Living among the pine forests of Sisters, many of us enjoy a feeling of solitude with only trees, birds, and wind for company. But sometimes there’s been someone watching over us.

For over 100 years there have been people climbing swaying trees, scaling towers, and living on mountain tops scanning the sky. I was lucky to be one of the sentinels. Most of the time nothing happens as you watch the mountains and they watch you. Then in an instant the work begins, scanning and mapping the wisp of smoke that could quickly darken to a black column that blocks the sun.

Wildfires are an important part of our forests, and it’s complicated, but they pose a threat to buildings made of wood. Sisters is close to the mountains where summer lightning fires have a tendency to sweep towards town, driven by evening downslope winds.

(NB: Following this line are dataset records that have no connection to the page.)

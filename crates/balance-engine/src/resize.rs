// Copyright (c) 2025 Dimitris Kafetzis
//
// Licensed under the MIT License.
// See LICENSE file in the project root for full license information.
//
// SPDX-License-Identifier: MIT

//! Enacting the planned resizes.
//!
//! Shrinks go out first, biggest givers leading. Expansions follow in
//! expand-force order, but the host does not release shrinker memory
//! instantly: the loop re-reads current sizes, grants each expander only
//! what two accountings allow (from the tick-start figures plus memory
//! actually released, and from the live free reading), and waits in
//! 100 ms steps for more to come back. It gives up after a bounded number
//! of no-progress cycles or when the per-tick wait budget runs out;
//! whatever expansion is left over waits for the next tick.
//!
//! Shortfalls under 1 MB per shrinker are expected drift of the
//! hypervisor's private per-domain allocation and log at debug only.

use crate::{Engine, EngineError};
use config_store::consts;
use domain_registry::{round_down, round_up, DomainRecord};
use host_gate::{DomainId, HostGate, HostInfo};
use std::collections::HashMap;

/// Issues a resize and re-reads the published target, which the mechanism
/// may have silently clamped.
///
/// Returns `Ok(false)` when the domain is gone; the next collection pass
/// will retire it.
pub(crate) fn set_target_checked(
    host: &dyn HostGate,
    quantum_kb: u64,
    rec: &mut DomainRecord,
    kb: i64,
) -> Result<bool, EngineError> {
    let mut kb = kb;
    if kb % quantum_kb as i64 != 0 {
        tracing::error!(
            domain = rec.domain_id,
            kb,
            "resize target is not a multiple of the allocation quant"
        );
        kb = round_up(kb, quantum_kb as i64);
    }

    match host.set_memory_target(rec.domain_id, kb as u64) {
        Ok(()) => {}
        Err(e) if e.is_gone() => return Ok(false),
        Err(e) => return Err(e.into()),
    }

    let rsize = host.get_target(rec.domain_id);
    if rsize == -1 {
        return Ok(false);
    }
    rec.xs_mem_target = rsize;

    if rec.xs_mem_target + rec.xs_mem_videoram == kb {
        return Ok(true);
    }

    // Discrepancy: distinguish a dying domain from a clamped request.
    match host.domain_info(rec.domain_id)? {
        None => Ok(false),
        Some(info) if info.flags.dying || info.flags.shutdown => Ok(false),
        Some(_) => {
            tracing::error!(
                "unable to resize domain {}, requested size: {}, actual size: {}",
                rec.printable_name(),
                kb,
                rec.xs_mem_target + rec.xs_mem_videoram
            );
            Ok(true)
        }
    }
}

/// Trims a domain above quota down to its quota.
pub(crate) fn trim_to_quota(
    host: &dyn HostGate,
    page_kb: u64,
    rec: &mut DomainRecord,
) -> Result<bool, EngineError> {
    if rec.dmem_quota < 0 {
        return Ok(false);
    }
    let goal = round_up(rec.xs_mem_target + rec.xs_mem_videoram, page_kb as i64);
    if goal <= rec.dmem_quota {
        return Ok(false);
    }

    tracing::debug!(
        "trimming domain {} down to quota, {} kbs -> {} kbs",
        rec.printable_name(),
        goal,
        rec.dmem_quota
    );

    match set_target_checked(host, page_kb, rec, rec.dmem_quota) {
        Ok(ok) => Ok(ok),
        Err(e) => {
            tracing::warn!(
                error = %e,
                "unable to trim domain {} memory allocation down to its quota",
                rec.printable_name()
            );
            Ok(false)
        }
    }
}

fn do_resize(
    host: &dyn HostGate,
    quantum_kb: u64,
    rec: &mut DomainRecord,
    size: i64,
    verb: &str,
) -> Result<(), EngineError> {
    match set_target_checked(host, quantum_kb, rec, size) {
        Ok(_) => Ok(()),
        Err(e) => {
            tracing::warn!(
                error = %e,
                "unable to {verb} memory allocation for domain {}",
                rec.printable_name()
            );
            Ok(())
        }
    }
}

fn log_resize(rec: &DomainRecord, action: &str) {
    let delta = rec.memsize - rec.memsize0;
    tracing::debug!(
        "{action} domain {} ({} kb -> {} kb) by [{}] {} kbs",
        rec.printable_name(),
        rec.memsize0,
        rec.memsize,
        if delta > 0 { "+" } else { "-" },
        delta.abs()
    );
}

/// A movement already in progress has overshot the re-planned goal:
/// redirect it.
fn regoal(
    host: &dyn HostGate,
    quantum_kb: u64,
    rec: &mut DomainRecord,
    size: i64,
) -> Result<(), EngineError> {
    do_resize(host, quantum_kb, rec, size, "redirect")?;
    rec.memgoal0 = size;
    tracing::debug!("regoal domain {}", rec.printable_name());
    Ok(())
}

pub(crate) fn enact_resizes(eng: &mut Engine) -> Result<(), EngineError> {
    let host = eng.host_rc();
    let quantum = eng.quantum_kb();
    let page = eng.page_kb() as i64;
    let hard = eng.config.host_reserved_hard.value() as i64;

    let mut vec_up: Vec<DomainId> = Vec::new();
    let mut vec_down: Vec<DomainId> = Vec::new();

    for id in eng.registry.managed_ids() {
        let host_free = eng.host_free;
        let rec = eng.registry.managed_mut(id).expect("managed id");
        if !rec.flags.runnable() {
            continue;
        }

        // Bug-catching sieves: no stage may plan below the minimum while
        // free memory remains above the hard reserve, nor above the
        // maximum (unless the domain arrived oversized and is moving
        // down).
        if rec.memsize < rec.dmem_min && host_free > hard {
            tracing::error!(
                "planned size for domain {} below dmem_min",
                rec.printable_name()
            );
            let delta = (rec.dmem_min - rec.memsize).min(host_free - hard);
            rec.memsize += delta;
            eng.host_free -= delta;
        }
        let rec = eng.registry.managed_mut(id).expect("managed id");
        if rec.memsize > rec.dmem_max && !(rec.memsize0 > rec.dmem_max && rec.memsize <= rec.memsize0)
        {
            tracing::error!(
                "planned size for domain {} above dmem_max",
                rec.printable_name()
            );
            eng.host_free += rec.memsize - rec.dmem_max;
            let rec = eng.registry.managed_mut(id).expect("managed id");
            rec.memsize = rec.dmem_max;
        }

        let rec = eng.registry.managed_mut(id).expect("managed id");
        if rec.memsize > rec.memsize0 {
            vec_up.push(id);
            if rec.memgoal0 > rec.memsize {
                let target = rec.memsize;
                regoal(&*host, quantum, rec, target)?;
            }
        } else if rec.memsize < rec.memsize0 {
            vec_down.push(id);
            if rec.memgoal0 < rec.memsize {
                let target = rec.memsize;
                regoal(&*host, quantum, rec, target)?;
            }
        }
        // When the plan leaves the size unchanged the goal is left alone
        // even if it deviates: driving it back would keep the domain
        // size-unstable forever and the private-size re-capture could
        // never converge on a drifted value.
    }

    // Shrinks first, biggest givers leading.
    vec_down.sort_by_key(|id| {
        let r = eng.registry.managed(*id).expect("managed");
        r.memsize - r.memsize0
    });

    // Expansions in the order of the forces frozen at rebalance start.
    vec_up.sort_by(|a, b| {
        let fa = eng.registry.managed(*a).expect("managed").expand_force0;
        let fb = eng.registry.managed(*b).expect("managed").expand_force0;
        fb.partial_cmp(&fa)
            .unwrap_or(std::cmp::Ordering::Equal)
            .then(a.cmp(b))
    });

    for &id in &vec_down {
        let rec = eng.registry.managed_mut(id).expect("managed id");
        log_resize(rec, "shrink");
        let target = rec.memsize;
        do_resize(&*host, quantum, rec, target, "shrink")?;
    }

    // The host tracks no memory liens, so expansion accounting is an
    // approximation rebuilt from two directions on every pass.
    let ts0 = eng.clock.now();
    let mut allocated: i64 = 0;
    let mut xinfo = host.collect_info()?;
    let mut nomem_cycles: u32 = 0;
    let mut warn = false;

    struct Prev {
        dom: Option<DomainId>,
        goal: i64,
        alloc: i64,
    }
    let mut prev = Prev {
        dom: None,
        goal: 0,
        alloc: 0,
    };

    while !vec_up.is_empty() {
        let id = vec_up[0];

        let Some(info) = xinfo.get(&id).copied() else {
            vec_up.remove(0);
            continue;
        };

        if prev.dom != Some(id) {
            let rec = eng.registry.managed(id).expect("managed");
            prev.dom = Some(id);
            prev.goal = rec.memgoal0;
            prev.alloc = rec.memsize0;
        }

        let curr_size = {
            let rec = eng.registry.managed(id).expect("managed");
            info.tot_kb(page as u64) as i64 - rec.xen_data_size
        };

        let goal = eval_allocate(eng, &*host, id, curr_size, prev.alloc, &vec_down, &xinfo, allocated)?;

        if goal > prev.goal {
            let rec = eng.registry.managed_mut(id).expect("managed id");
            do_resize(&*host, quantum, rec, goal, "expand")?;
            allocated += goal - prev.alloc;
            prev.alloc = goal;
            prev.goal = goal;
            let tick = eng.tick;
            let rec = eng.registry.managed_mut(id).expect("managed id");
            rec.last_expand_tick = tick;
            nomem_cycles = 0;
        }

        if goal == eng.registry.managed(id).expect("managed").memsize {
            log_resize(eng.registry.managed(id).expect("managed"), "expand");
            vec_up.remove(0);
            continue;
        }

        // Not enough memory yet. Wait for shrinkers to deliver, within
        // the budget; during this wait the daemon services nothing else.
        if nomem_cycles >= consts::DOMAIN_EXPANSION_TIMEOUT_ABORT || vec_down.is_empty() {
            warn = true;
            break;
        }
        let budget_ms = (consts::DOMAIN_EXPANSION_TIMEOUT_MAX_SECS as i64 * 1000).min(
            (consts::DOMAIN_EXPANSION_TIMEOUT_FRAC * eng.config.interval.value() as f64 * 1000.0)
                as i64,
        );
        let remaining = budget_ms - eng.clock.now().diff_ms(ts0);
        if remaining <= 0 {
            break;
        }
        eng.clock.sleep_ms(remaining.min(100) as u64);
        xinfo = host.collect_info()?;
        nomem_cycles += 1;
    }

    if !vec_up.is_empty() {
        let head = vec_up[0];
        let partial = prev.dom == Some(head)
            && prev.goal != eng.registry.managed(head).expect("managed").memgoal0;

        let shortage = mem_shortage(eng, &vec_up, partial, prev.goal);
        if shortage <= 1024 * vec_down.len() as i64 {
            warn = false;
        }
        log_unexpanded(eng, vec_up, warn, partial, prev.goal, shortage);
    }

    Ok(())
}

/// How much can be granted to expand `id` right now. Accounts both from
/// the tick-start snapshot (free at start, memory actually released by
/// shrinkers, memory already granted) and from the live free reading,
/// and takes the minimum.
#[allow(clippy::too_many_arguments)]
fn eval_allocate(
    eng: &Engine,
    host: &dyn HostGate,
    id: DomainId,
    curr_size: i64,
    prev_alloc: i64,
    vec_down: &[DomainId],
    xinfo: &HashMap<DomainId, HostInfo>,
    allocated: i64,
) -> Result<i64, EngineError> {
    let page = eng.page_kb() as i64;
    let hard = eng.config.host_reserved_hard.value() as i64;

    // The hard reserve applies regardless of the requester's pressure:
    // this can be a transfer between domains with the overall residue
    // legitimately below the soft reserve.
    let mut m1 = eng.xen_free0 - hard - eng.free_slack - eng.host_lien0
        + mem_released_by(eng, vec_down, xinfo)
        - allocated;
    m1 = m1.max(0);
    m1 = round_down(m1, page);
    m1 += prev_alloc;

    let mut m2 = host.free_memory()? as i64 - hard - eng.free_slack - eng.host_lien0;
    m2 = m2.max(0);
    m2 = round_down(m2, page);
    m2 += curr_size;

    let rec = eng.registry.managed(id).expect("managed");
    let mut m = m1.min(m2);
    m = m.max(rec.memsize0); // expanding: never push below the base line
    m = m.min(rec.memsize); // never beyond the planned goal

    tracing::trace!(
        domain = id,
        curr = curr_size,
        goal = m,
        m1,
        m2,
        memsize0 = rec.memsize0,
        memsize = rec.memsize,
        "eval_allocate"
    );

    Ok(m)
}

/// Memory released so far by the shrinking domains, from the live size
/// snapshot. Domains that vanished mid-flight are credited conservatively.
fn mem_released_by(eng: &Engine, vec_down: &[DomainId], xinfo: &HashMap<DomainId, HostInfo>) -> i64 {
    let page = eng.page_kb() as u64;
    let mut sum = 0;

    for &id in vec_down {
        let Some(rec) = eng.registry.managed(id) else {
            continue;
        };
        if let Some(info) = xinfo.get(&id) {
            let oldsize = rec.memsize0 + rec.xen_data_size;
            let newsize = info.tot_kb(page) as i64;
            sum += oldsize - newsize;
        }
    }

    for rec in eng.registry.managed_iter() {
        if !xinfo.contains_key(&rec.domain_id) {
            sum += rec.memsize0.min(rec.memsize) + rec.xen_data_size;
        }
    }

    sum
}

/// By how much this tick's expansions fell short of their goals.
fn mem_shortage(eng: &Engine, vec_up: &[DomainId], partial: bool, prev_goal: i64) -> i64 {
    let mut shortage = 0;
    for (k, &id) in vec_up.iter().enumerate() {
        let rec = eng.registry.managed(id).expect("managed");
        if k == 0 && partial {
            shortage += (rec.memsize - prev_goal).max(0);
        } else {
            shortage += (rec.memsize - rec.memsize0).max(0);
        }
    }
    shortage
}

/// Logs the domains left unexpanded or partially expanded.
fn log_unexpanded(
    eng: &Engine,
    mut vec_up: Vec<DomainId>,
    warn: bool,
    partial: bool,
    prev_goal: i64,
    shortage: i64,
) {
    let mut nshort = 0;

    if partial {
        let rec = eng.registry.managed(vec_up[0]).expect("managed");
        tracing::debug!(
            "domain {} was expanded partially, short by {} kbs",
            rec.printable_name(),
            rec.memsize - prev_goal
        );
        vec_up.remove(0);
        nshort += 1;
    }

    for id in vec_up {
        let rec = eng.registry.managed(id).expect("managed");
        log_resize(rec, "will not expand");
        nshort += 1;
    }

    if nshort != 0 && warn {
        tracing::warn!(
            "was unable to {}expand {} domain{} in the current tick, memory shortage = {} kbs",
            if partial { "fully " } else { "" },
            nshort,
            if nshort == 1 { "" } else { "s" },
            shortage
        );
    } else if nshort != 0 {
        tracing::debug!(
            "was unable to {}expand {} domain{} in the current tick [ok, still reclaiming memory]",
            if partial { "fully " } else { "" },
            nshort,
            if nshort == 1 { "" } else { "s" }
        );
    }
}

In 1915 a delimbed pine tree over 100 feet tall was fitted with iron steps made by blacksmith Hardy Allen to provide a perch to watch for wildfires. An early photo taken from the tower was hand labelled to show the Hotel Sisters (still standing today) as well as such long-gone places as Allen’s Blacksmith Shop and George Aitkens Drugstore. Few structures escaped the fires which devastated Sisters in 1923 and 1924.

Black Butte had a sweeping vista of Sisters Country. So, in 1910 Ranger Harve Vincent constructed 2 lookout trees on the summit and someone would climb up to scan the forest. By 1912, phone wires were strung to the top on ceramic insulators attached to trees and a “crow’s nest” platform supported by four trees provided a view towards town.

As interest in fire detection increased, more lookouts were built. There was a time when nearly every butte had a lookout. The lonely watchers would compete to see who turned a smoke in first and would chat after hours on their radios. In 1938, the Deschutes National Forest had a high of 32 lookouts, many built by the Civilian Conservation Corps. As technology improved, most were dismantled or abandoned. By 1991, only nine were active. But human eyes in the sky are often less expensive and more discerning than cameras or planes and there are still active lookouts on prominent peaks, including Black Butte, Henkle Butte, and Green Ridge.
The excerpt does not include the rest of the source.